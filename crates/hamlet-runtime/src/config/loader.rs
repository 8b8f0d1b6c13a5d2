//! Configuration loader using figment.
//!
//! # Configuration Priority (lowest to highest)
//!
//! 1. Built-in defaults
//! 2. Config file (`hamlet.toml`, first found in the search paths, or an
//!    explicit path)
//! 3. Environment variables (`HAMLET_*`)
//! 4. Programmatic overrides
//!
//! # Environment Variable Mapping
//!
//! Environment variables are mapped using the `HAMLET_` prefix with `__` as
//! separator:
//!
//! - `HAMLET_LOGGING__LEVEL=debug` → `logging.level = "debug"`
//! - `HAMLET_LLM__MODEL=gpt-4o-mini` → `llm.model = "gpt-4o-mini"`
//! - `HAMLET_PLUGINS__DUPLICATES=reject` → `plugins.duplicates = "reject"`
//!
//! Secrets are never read from here; see [`Secrets`](super::Secrets).
//!
//! # Example
//!
//! ```rust,ignore
//! use hamlet_runtime::config::ConfigLoader;
//!
//! let config = ConfigLoader::new()
//!     .file("./config/hamlet.toml")
//!     .load()?;
//! ```

use std::path::{Path, PathBuf};

use figment::Figment;
use figment::providers::{Env, Format, Serialized, Toml};
use tracing::{debug, info, trace, warn};

use super::error::{ConfigError, ConfigResult};
use super::schema::HamletConfig;
use super::validation::validate_config;

const FILE_NAME: &str = "hamlet.toml";
const ENV_PREFIX: &str = "HAMLET_";

/// Layers defaults, `hamlet.toml`, `HAMLET_*` variables and overrides.
pub struct ConfigLoader {
    overrides: Figment,
    search_paths: Vec<PathBuf>,
    read_env: bool,
    /// Explicit file; skips the search and must exist.
    explicit: Option<PathBuf>,
}

impl Default for ConfigLoader {
    fn default() -> Self {
        Self::new()
    }
}

impl ConfigLoader {
    /// Creates a new configuration loader with defaults.
    pub fn new() -> Self {
        Self {
            overrides: Figment::new(),
            search_paths: Vec::new(),
            read_env: true,
            explicit: None,
        }
    }

    /// Adds a search path for configuration files.
    pub fn search_path<P: AsRef<Path>>(mut self, path: P) -> Self {
        self.search_paths.push(path.as_ref().to_path_buf());
        self
    }

    /// Adds current directory to search paths.
    pub fn with_current_dir(self) -> Self {
        match std::env::current_dir() {
            Ok(cwd) => self.search_path(cwd),
            Err(_) => self,
        }
    }

    /// Adds the user config directory (`<config>/hamlet`) to search paths.
    pub fn with_user_config_dir(self) -> Self {
        match dirs::config_dir() {
            Some(dir) => self.search_path(dir.join("hamlet")),
            None => self,
        }
    }

    /// Sets a specific configuration file to load.
    pub fn file<P: AsRef<Path>>(mut self, path: P) -> Self {
        self.explicit = Some(path.as_ref().to_path_buf());
        self
    }

    /// Disables loading environment variables.
    pub fn without_env(mut self) -> Self {
        self.read_env = false;
        self
    }

    /// Merges additional configuration programmatically.
    pub fn merge(mut self, config: HamletConfig) -> Self {
        self.overrides = self.overrides.merge(Serialized::defaults(config));
        self
    }

    /// Merges a single programmatic value at a dotted key.
    pub fn set<V: serde::Serialize>(mut self, key: &str, value: V) -> Self {
        self.overrides = self.overrides.merge(Serialized::default(key, value));
        self
    }

    /// Loads, validates and returns the configuration.
    pub fn load(self) -> ConfigResult<HamletConfig> {
        let figment = self.build_figment()?;
        let config: HamletConfig = figment.extract()?;
        validate_config(&config)?;

        debug!(
            logging_level = %config.logging.level,
            model = %config.llm.model,
            "Configuration loaded successfully"
        );
        Ok(config)
    }

    fn build_figment(self) -> ConfigResult<Figment> {
        let mut figment = Figment::from(Serialized::defaults(HamletConfig::default()));

        let file = match self.explicit {
            Some(path) if !path.exists() => return Err(ConfigError::MissingFile(path)),
            Some(path) => Some(path),
            None => locate(&self.search_paths),
        };
        match file {
            Some(path) => {
                info!(path = %path.display(), "Reading {FILE_NAME}");
                figment = figment.merge(Toml::file(path));
            }
            None => warn!("No {FILE_NAME} found, using built-in defaults"),
        }

        if self.read_env {
            trace!("Merging {ENV_PREFIX}* environment variables");
            figment = figment.merge(Env::prefixed(ENV_PREFIX).split("__"));
        }

        Ok(figment.merge(self.overrides))
    }
}

/// First `hamlet.toml` in `paths`, or in the working directory and the user
/// config directory when no paths were given.
fn locate(paths: &[PathBuf]) -> Option<PathBuf> {
    let defaults;
    let paths = if paths.is_empty() {
        defaults = std::env::current_dir()
            .ok()
            .into_iter()
            .chain(dirs::config_dir().map(|d| d.join("hamlet")))
            .collect::<Vec<_>>();
        &defaults
    } else {
        paths
    };

    paths.iter().map(|dir| dir.join(FILE_NAME)).find(|candidate| {
        let found = candidate.exists();
        trace!(path = %candidate.display(), found, "Looking for configuration");
        found
    })
}

/// Loads configuration from the default locations.
pub fn load_config() -> ConfigResult<HamletConfig> {
    ConfigLoader::new().load()
}

/// Loads configuration from `path`, plus environment overrides.
pub fn load_config_from_file<P: AsRef<Path>>(path: P) -> ConfigResult<HamletConfig> {
    ConfigLoader::new().file(path).load()
}

// =============================================================================
// Tests
// =============================================================================

#[cfg(test)]
mod tests {
    use super::*;
    use crate::config::schema::LogLevel;
    use hamlet_framework::{DuplicatePolicy, FailureNotice};

    #[test]
    fn test_default_config() {
        figment::Jail::expect_with(|jail| {
            let config = ConfigLoader::new()
                .search_path(jail.directory())
                .without_env()
                .load()
                .unwrap();
            assert_eq!(config.logging.level, LogLevel::Info);
            assert_eq!(config.llm.model, "gpt-3.5-turbo");
            assert_eq!(config.responder.trigger_phrase, "To be or not to be");
            assert_eq!(config.platform.token_env, "DISCORD_TOKEN");
            Ok(())
        });
    }

    #[test]
    fn test_file_then_env() {
        figment::Jail::expect_with(|jail| {
            jail.create_file(
                FILE_NAME,
                r#"
                [plugins]
                commands_dir = "commands"
                duplicates = "reject"

                [responder]
                failure_notice = "direct-only"

                [llm]
                model = "from-file"
                "#,
            )?;
            jail.set_env("HAMLET_LLM__MODEL", "from-env");
            jail.set_env("HAMLET_LOGGING__LEVEL", "debug");

            let config = ConfigLoader::new()
                .search_path(jail.directory())
                .load()
                .unwrap();
            assert_eq!(config.llm.model, "from-env");
            assert_eq!(config.logging.level, LogLevel::Debug);
            assert_eq!(config.plugins.duplicates, DuplicatePolicy::Reject);
            assert_eq!(config.plugins.commands_dir, Some(PathBuf::from("commands")));
            assert_eq!(config.responder.failure_notice, FailureNotice::DirectOnly);
            Ok(())
        });
    }

    #[test]
    fn test_overrides_win() {
        figment::Jail::expect_with(|jail| {
            jail.set_env("HAMLET_LLM__MODEL", "from-env");
            let config = ConfigLoader::new()
                .search_path(jail.directory())
                .set("llm.model", "from-code")
                .load()
                .unwrap();
            assert_eq!(config.llm.model, "from-code");
            Ok(())
        });
    }

    #[test]
    fn test_explicit_missing_file() {
        let result = ConfigLoader::new()
            .file("/definitely/not/here/hamlet.toml")
            .without_env()
            .load();
        assert!(matches!(result, Err(ConfigError::MissingFile(_))));
    }

    #[test]
    fn test_invalid_values_rejected() {
        figment::Jail::expect_with(|jail| {
            jail.create_file(FILE_NAME, "[llm]\ntimeout_secs = 0\n")?;
            let result = ConfigLoader::new()
                .search_path(jail.directory())
                .without_env()
                .load();
            assert!(matches!(result, Err(ConfigError::Invalid(_))));
            Ok(())
        });
    }
}
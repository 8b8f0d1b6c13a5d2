//! Credentials read from the environment.

use std::fmt;

use super::error::{ConfigError, ConfigResult};
use super::schema::HamletConfig;

/// Reads a required secret from environment variable `var`.
pub fn read_secret(var: &str) -> ConfigResult<String> {
    match std::env::var(var) {
        Ok(value) if !value.trim().is_empty() => Ok(value),
        _ => Err(ConfigError::MissingSecret {
            var: var.to_string(),
        }),
    }
}

/// The two credentials the bot needs to start.
#[derive(Clone)]
pub struct Secrets {
    /// Messaging-platform bot token.
    pub platform_token: String,
    /// Language-model API key.
    pub llm_api_key: String,
}

impl Secrets {
    /// Reads both secrets from the variables the config names.
    pub fn from_env(config: &HamletConfig) -> ConfigResult<Self> {
        Ok(Self {
            platform_token: read_secret(&config.platform.token_env)?,
            llm_api_key: read_secret(&config.llm.api_key_env)?,
        })
    }
}

impl fmt::Debug for Secrets {
    fn fmt(&self, f: &mut fmt::Formatter<'_>) -> fmt::Result {
        f.debug_struct("Secrets")
            .field("platform_token", &"<redacted>")
            .field("llm_api_key", &"<redacted>")
            .finish()
    }
}
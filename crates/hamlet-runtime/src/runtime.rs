//! Main runtime orchestration.
//!
//! `run` goes through these phases in order:
//!
//! 1. load the command table: compiled-in commands, then the commands dir;
//! 2. build the shared [`AppContext`];
//! 3. bind the built-in handlers, then compiled-in and directory event
//!    plugins;
//! 4. start the platform adapter and dispatch each event on its own task;
//! 5. stop on Ctrl+C / SIGTERM, or when the adapter's event stream ends.
//!
//! # Quick Start
//!
//! ```rust,ignore
//! use hamlet_runtime::HamletRuntime;
//!
//! let runtime = HamletRuntime::builder()
//!     .config(config)
//!     .platform(Arc::new(DiscordAdapter::new(token, options)))
//!     .completion(Arc::new(OpenAiClient::new(api_key, settings)?))
//!     .build()?;
//! runtime.run().await?;
//! ```

use std::future::Future;
use std::sync::Arc;
use std::time::Duration;

use hamlet_core::{BoxedCompletion, BoxedPlatform, EventSink, GatewayEvent};
use hamlet_framework::{
    AppContext, CommandManifest, CommandTable, CommandUnit, EventArgs, EventBus, EventDispatcher,
    EventManifest, EventUnit, ManifestDir, PluginRegistry, StaticSource, builtin_events,
};
use tokio::signal;
use tokio::task::JoinSet;
use tracing::{Instrument, debug, error, info, info_span, warn};

use crate::config::{ConfigLoader, HamletConfig, validate_config};
use crate::error::{RuntimeError, RuntimeResult};
use crate::logging;

/// Why the event loop stopped.
#[derive(Debug, Clone, Copy, PartialEq, Eq)]
pub enum StopReason {
    /// The shutdown future resolved (a signal, in `run`).
    Shutdown,
    /// The adapter closed its event stream.
    StreamClosed,
}

/// The Hamlet runtime: plugin loading, event loop, shutdown.
pub struct HamletRuntime {
    config: HamletConfig,
    platform: BoxedPlatform,
    completion: BoxedCompletion,
    commands: StaticSource<CommandUnit>,
    events: StaticSource<EventUnit>,
}

impl HamletRuntime {
    /// Creates a runtime builder.
    pub fn builder() -> RuntimeBuilder {
        RuntimeBuilder::new()
    }

    /// Returns a reference to the configuration.
    pub fn config(&self) -> &HamletConfig {
        &self.config
    }

    /// Loads the command table: compiled-in commands first, then the
    /// configured commands directory, so files override code.
    pub async fn load_commands(&self) -> CommandTable {
        let plugins = &self.config.plugins;
        let mut registry = PluginRegistry::new()
            .duplicate_policy(plugins.duplicates)
            .handler_timeout(plugins.handler_timeout());

        registry.load(&self.commands).await;
        if let Some(dir) = &plugins.commands_dir {
            let source = ManifestDir::<CommandManifest>::new(dir).extension(&plugins.extension);
            registry.load(&source).await;
        }

        let table = registry.finish();
        info!(commands = ?table.names(), "Command table ready");
        table
    }

    /// Binds the built-in handlers, then every event plugin.
    pub async fn register_events(&self, bus: Arc<EventBus>) -> EventDispatcher {
        let plugins = &self.config.plugins;
        let dispatcher = EventDispatcher::new(bus).handler_timeout(plugins.handler_timeout());

        dispatcher.register_all(&builtin_events()).await;
        dispatcher.register_all(&self.events).await;
        if let Some(dir) = &plugins.events_dir {
            let source = ManifestDir::<EventManifest>::new(dir).extension(&plugins.extension);
            dispatcher.register_all(&source).await;
        }

        debug!(triggers = ?dispatcher.bus().triggers(), "Event bus ready");
        dispatcher
    }

    /// Runs until Ctrl+C, SIGTERM, or the end of the event stream.
    pub async fn run(&self) -> RuntimeResult<StopReason> {
        self.run_until(wait_for_shutdown()).await
    }

    /// Runs until `shutdown` resolves or the event stream ends.
    pub async fn run_until<F>(&self, shutdown: F) -> RuntimeResult<StopReason>
    where
        F: Future<Output = ()>,
    {
        let table = self.load_commands().await;
        let specs = table.specs();
        let app = Arc::new(AppContext::new(
            table,
            Arc::clone(&self.completion),
            self.config.responder.clone(),
        ));
        let dispatcher = self.register_events(Arc::new(EventBus::new())).await;

        let (sink, mut events) = EventSink::channel(self.config.platform.event_queue);
        let platform = self.platform.name();
        self.platform.start(sink, specs).await?;
        info!(platform, "Hamlet runtime is now running. Press Ctrl+C to stop.");

        let mut tasks = JoinSet::new();
        tokio::pin!(shutdown);

        let reason = loop {
            tokio::select! {
                _ = &mut shutdown => break StopReason::Shutdown,
                event = events.recv() => match event {
                    Some(event) => spawn_dispatch(&mut tasks, &dispatcher, &app, event),
                    None => {
                        warn!(platform, "Event stream closed");
                        break StopReason::StreamClosed;
                    }
                },
                Some(joined) = tasks.join_next(), if !tasks.is_empty() => {
                    if let Err(e) = joined {
                        error!(error = %e, "Dispatch task panicked");
                    }
                }
            }
        };

        info!(?reason, "Stopping Hamlet runtime");
        self.platform.shutdown().await;
        self.drain(tasks).await;
        info!("Runtime stopped");
        Ok(reason)
    }

    async fn drain(&self, mut tasks: JoinSet<()>) {
        if tasks.is_empty() {
            return;
        }
        let grace = Duration::from_secs(self.config.platform.shutdown_grace_secs);
        debug!(in_flight = tasks.len(), ?grace, "Waiting for in-flight handlers");
        let drained = tokio::time::timeout(grace, async {
            while tasks.join_next().await.is_some() {}
        })
        .await;
        if drained.is_err() {
            warn!(aborted = tasks.len(), "Handlers still running after grace period, aborting");
            tasks.shutdown().await;
        }
    }
}

fn spawn_dispatch(
    tasks: &mut JoinSet<()>,
    dispatcher: &EventDispatcher,
    app: &Arc<AppContext>,
    event: GatewayEvent,
) {
    let trigger = event.trigger();
    let dispatcher = dispatcher.clone();
    let args = EventArgs::new(Arc::clone(app), event);
    let span = info_span!("dispatch", trigger);
    tasks.spawn(
        async move {
            let report = dispatcher.dispatch(trigger, args).await;
            debug!(completed = report.completed, failed = report.failed, "Dispatch finished");
        }
        .instrument(span),
    );
}

/// Waits for shutdown signals (Ctrl+C or SIGTERM).
async fn wait_for_shutdown() {
    #[cfg(unix)]
    {
        match signal::unix::signal(signal::unix::SignalKind::terminate()) {
            Ok(mut sigterm) => {
                tokio::select! {
                    _ = signal::ctrl_c() => info!("Received Ctrl+C, shutting down"),
                    _ = sigterm.recv() => info!("Received SIGTERM, shutting down"),
                }
                return;
            }
            Err(e) => warn!(error = %e, "Cannot listen for SIGTERM, only Ctrl+C will stop the bot"),
        }
    }

    match signal::ctrl_c().await {
        Ok(()) => info!("Received Ctrl+C, shutting down"),
        Err(e) => error!(error = %e, "Cannot listen for Ctrl+C"),
    }
}

// =============================================================================
// RuntimeBuilder
// =============================================================================

/// Builder for creating a [`HamletRuntime`].
pub struct RuntimeBuilder {
    config: Option<HamletConfig>,
    config_loader: ConfigLoader,
    platform: Option<BoxedPlatform>,
    completion: Option<BoxedCompletion>,
    commands: Option<StaticSource<CommandUnit>>,
    events: Option<StaticSource<EventUnit>>,
}

impl RuntimeBuilder {
    /// Creates a new runtime builder.
    pub fn new() -> Self {
        Self {
            config: None,
            config_loader: ConfigLoader::new().with_current_dir().with_user_config_dir(),
            platform: None,
            completion: None,
            commands: None,
            events: None,
        }
    }

    /// Uses an already-loaded configuration instead of loading one.
    pub fn config(mut self, config: HamletConfig) -> Self {
        self.config = Some(config);
        self
    }

    /// Sets a specific configuration file to load.
    pub fn config_file<P: AsRef<std::path::Path>>(mut self, path: P) -> Self {
        self.config_loader = self.config_loader.file(path);
        self
    }

    /// Sets the messaging platform.
    pub fn platform(mut self, platform: BoxedPlatform) -> Self {
        self.platform = Some(platform);
        self
    }

    /// Sets the language-model client.
    pub fn completion(mut self, completion: BoxedCompletion) -> Self {
        self.completion = Some(completion);
        self
    }

    /// Replaces the compiled-in command table (default: every `#[command]`).
    pub fn commands(mut self, commands: StaticSource<CommandUnit>) -> Self {
        self.commands = Some(commands);
        self
    }

    /// Replaces the compiled-in event table (default: every `#[event]`).
    pub fn events(mut self, events: StaticSource<EventUnit>) -> Self {
        self.events = Some(events);
        self
    }

    /// Builds the runtime and installs logging.
    pub fn build(self) -> RuntimeResult<HamletRuntime> {
        let config = match self.config {
            Some(config) => {
                validate_config(&config)?;
                config
            }
            None => self.config_loader.load()?,
        };
        logging::init_from_config(&config.logging);

        let platform = self.platform.ok_or(RuntimeError::MissingComponent("platform"))?;
        let completion = self
            .completion
            .ok_or(RuntimeError::MissingComponent("completion client"))?;

        info!(
            log_level = %config.logging.level,
            platform = platform.name(),
            "Runtime initialized from configuration"
        );

        Ok(HamletRuntime {
            config,
            platform,
            completion,
            commands: self.commands.unwrap_or_else(StaticSource::commands),
            events: self.events.unwrap_or_else(StaticSource::events),
        })
    }
}

impl Default for RuntimeBuilder {
    fn default() -> Self {
        Self::new()
    }
}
▬▬▬
▶ _THE TASK_: Looking at the material above, work out how many lines have the word "ends" in them. Answer with that number alone.

▶ _ANSWER BELOW_: 2